If this sounds like a bad White Wolf adaption, you couldn’t be more wrong. DCiGtH2 brings the serious occasionally, but for the most part the ‘comic is hilarious with the occasional side note toward adorable. The clash of the everyday New York life with some of the more bizarre creatures of mythology provides endless opportunities for humour. Like all good works of fantasy, much of the funny is satire directed at modern life. Hipsters take it in the teeth, as does urban development, and the sexism inherent in art.
As mentioned, Skittles steals rightfully claims the spotlight. A two thousand year old manticore with the heart of a thirteen year old girl and the eyes of a despairing puppy, the plotlines dominated by him never fail to bring a smile to my face. Whether it is his birthday party (revealing that most mythological critters are adolescent girls at heart), or the crayon episodes detailing the adventures with his previous owners, his tales are hilarious and sweet in equal measure. For all my jesting about him being the true hero of the piece, I actually suspect his role is critical. The little guy frolicked alongside Christ, Oscar Wilde, and Joan of Arc, among others. These are important figures in literature and history, and all of them faced severe trials of faith and spirit in their time.
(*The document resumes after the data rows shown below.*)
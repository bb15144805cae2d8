use {super::money::Money, serde::Serialize};

/// Two accrual rules, both applied on every confirmed booking.
/// Set either rate to 0 to switch that rule off.
#[derive(Debug, Clone, Copy, PartialEq, Eq)]
pub struct LoyaltyRules {
    /// Points per whole currency unit of the booking total.
    pub points_per_unit: i64,
    pub points_per_ticket: i64,
}

impl Default for LoyaltyRules {
    fn default() -> Self {
        Self {
            points_per_unit: 1,
            points_per_ticket: 10,
        }
    }
}

/// One ledger adjustment, applied exactly once per confirmation.
#[derive(Debug, Clone, PartialEq, Eq, Serialize)]
pub struct LoyaltyAward {
    pub amount_points: i64,
    pub ticket_points: i64,
    pub description: String,
}

impl LoyaltyAward {
    pub fn total(&self) -> i64 {
        self.amount_points + self.ticket_points
    }
}

impl LoyaltyRules {
    pub fn award(&self, total: Money, tickets: usize, reference: &str) -> LoyaltyAward {
        let tickets = i64::try_from(tickets).unwrap_or(i64::MAX);
        let amount_points = total
            .amount()
            .major_units(total.currency())
            .saturating_mul(self.points_per_unit);
        let ticket_points = tickets.saturating_mul(self.points_per_ticket);
        LoyaltyAward {
            amount_points,
            ticket_points,
            description: format!(
                "booking {reference}: {amount_points} points for spend, {ticket_points} points for {tickets} tickets"
            ),
        }
    }
}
Is it a coincidence that Skittles is now companion and friend to Darwin Carmichael, Damned? I doubt it.
I will freely admit that I am drawn to DCiGtH because of the mythological content. I am a fantasy fan of long standing, having grown up on Greek myths and King Arthur and studying, you know- medieval history and literatures. The concept of ancient deities waiting bars, citizens balancing karmic checkbooks, and mermaid artists with their own tank (how does she get around?) appeals to my very bones. I am particularly pleased that Jordan and Goldstein include elements of Christian mythology in their tale; the stoner angels and their demonic dealer are a nice touch. Too often these sorts of stories are hesitant to treat all mythologies as equal.
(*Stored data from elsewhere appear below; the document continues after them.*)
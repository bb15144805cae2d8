use {
    super::BoxFuture,
    super::booking::{BookingDetails, BookingStatus, NewReservation},
    super::catalog::{Event, TierStock},
    super::customer::{Customer, LoyaltyAccount},
    super::discount::Discount,
    super::error::BookingError,
    super::id::DiscountCode,
    super::loyalty::LoyaltyAward,
    super::payment::Payment,
    chrono::{DateTime, Utc},
    uuid::Uuid,
};

pub type StoreFuture<'a, T> = BoxFuture<'a, Result<T, BookingError>>;

/// Result of the guarded `Pending → Confirmed` update.
#[derive(Debug, Clone, Copy, PartialEq, Eq)]
pub enum ConfirmTransition {
    /// This caller won the transition and applied its side effects.
    Confirmed,
    /// Another caller confirmed first; nothing was changed.
    AlreadyConfirmed,
    /// Booking is in a state that can never confirm.
    NotPending(BookingStatus),
}

/// A pending reservation given back: tickets deleted, discount use returned.
#[derive(Debug, Clone, PartialEq, Eq)]
pub struct ReleasedReservation {
    pub booking_id: Uuid,
    pub tickets_released: u64,
}

/// Transactional persistence for the booking core.
///
/// Every state change is a single conditional update guarded by the
/// current status, so concurrent callers can race safely: exactly one wins
/// and the rest observe the outcome.
pub trait BookingStore: Send + Sync {
    fn get_event(&self, event_id: Uuid) -> StoreFuture<'_, Option<Event>>;

    /// All tiers of the event with their issued ticket counts.
    fn tier_stock(&self, event_id: Uuid) -> StoreFuture<'_, Vec<TierStock>>;

    /// `stock - issued` for one tier, `None` if the tier does not exist.
    fn tier_availability(&self, tier_id: Uuid) -> StoreFuture<'_, Option<i64>>;

    fn find_discount<'a>(&'a self, code: &'a DiscountCode) -> StoreFuture<'a, Option<Discount>>;

    fn get_customer(&self, customer_id: Uuid) -> StoreFuture<'_, Option<Customer>>;

    fn set_payment_customer_ref<'a>(
        &'a self,
        customer_id: Uuid,
        customer_ref: &'a str,
    ) -> StoreFuture<'a, ()>;

    /// Atomically re-check availability under lock, take one discount use,
    /// and insert the pending booking with its tickets.
    ///
    /// Fails with `InventoryExhausted` or `Discount(LimitReached)` without
    /// writing anything.
    fn reserve<'a>(&'a self, reservation: &'a NewReservation) -> StoreFuture<'a, ()>;

    fn attach_payment<'a>(&'a self, payment: &'a Payment) -> StoreFuture<'a, ()>;

    /// `Pending → Expired`: delete tickets, fail the payment, return the
    /// discount use. `None` when the booking is no longer pending.
    fn release_reservation<'a>(
        &'a self,
        booking_id: Uuid,
        actor: &'a str,
    ) -> StoreFuture<'a, Option<ReleasedReservation>>;

    fn load_booking(&self, booking_id: Uuid) -> StoreFuture<'_, Option<BookingDetails>>;

    /// `Pending → Confirmed` with payment completed, tickets paid and the
    /// loyalty award applied in the same transaction.
    fn confirm<'a>(
        &'a self,
        booking_id: Uuid,
        award: &'a LoyaltyAward,
        now: DateTime<Utc>,
    ) -> StoreFuture<'a, ConfirmTransition>;

    /// Sets the ticket's code only if it has none yet.
    fn record_ticket_code<'a>(
        &'a self,
        ticket_id: Uuid,
        storage_ref: &'a str,
    ) -> StoreFuture<'a, bool>;

    /// `Confirmed → Cancelled`, tickets marked used at `now`.
    fn cancel(&self, booking_id: Uuid, now: DateTime<Utc>) -> StoreFuture<'_, bool>;

    /// Payment `Completed | Failed → Refunded`.
    fn mark_payment_refunded(&self, booking_id: Uuid) -> StoreFuture<'_, bool>;

    /// Release up to `limit` pending reservations whose hold lapsed before `now`.
    fn expire_stale(
        &self,
        now: DateTime<Utc>,
        limit: i64,
    ) -> StoreFuture<'_, Vec<ReleasedReservation>>;

    fn loyalty_account(&self, customer_id: Uuid) -> StoreFuture<'_, Option<LoyaltyAccount>>;
}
Of course I could not go without mentioning the jokes levelled at atheists! The fanatical, proselytising street atheists of DCiGtH make me walk the streets with a giant grin for days every time they make their appearance. The joke works on several levels, which I am not standing here to discuss, and each of them makes me smile. The fanatical Einstein lookalike who briefly deconverts the angels; the grouchy street preacher who gets annoyed when he is mocked. Pure comedy gold.
I have to confess that when DC3 started I was not sure where it was going. The art looked occasionally awkward in the first few strips, I was not sure of the plotline, and I thought Skittles was grating. I know! I was so wrong– I must repent. These issues resolved themselves rapidly, demonstrating that they were just the bumps every new webcomic must endure before it can get great. The art has improved while retaining Goldstein’s style of clear lines and simple colours, and the writing has become clear and sharp. The result may not necessarily be to everyone’s taste -some people just don’t like nice things- but it is a good piece of work.
Darwin Carmichael is Going to Hell has become one of my favourite ‘comics over the year and change it has been running. The updates are regular, there is a cast page, an about page- all the minimum standards a modern webcomic ought to have. It is difficult for my native perfectionism to rise up and find nits at which I may pick in Goldstein and Jordan’s work. This is pleasing, because it is such fine work. Wholesome and fun, funny and engaging, DCiGtH is realistic myth-fantasy about a manticore named Skittles and a boy named Darwin at the highest levels. You owe it to yourself to have a read.
Full Disclosure: I’ve known Jenn Jordan on the internet for a while. She blogs at Per Omnia Saecula where she watches bad medieval movies so we don’t have to, and is generally awesome. Plus, the DCiGtH creators are offering a t-shirt as a prize to people who say nice things about them, so.
1. There has to be a better shorthand than DCiGtH for that.
2. There must be.
3. See, this one doesn’t work because it looks like that famous comic company.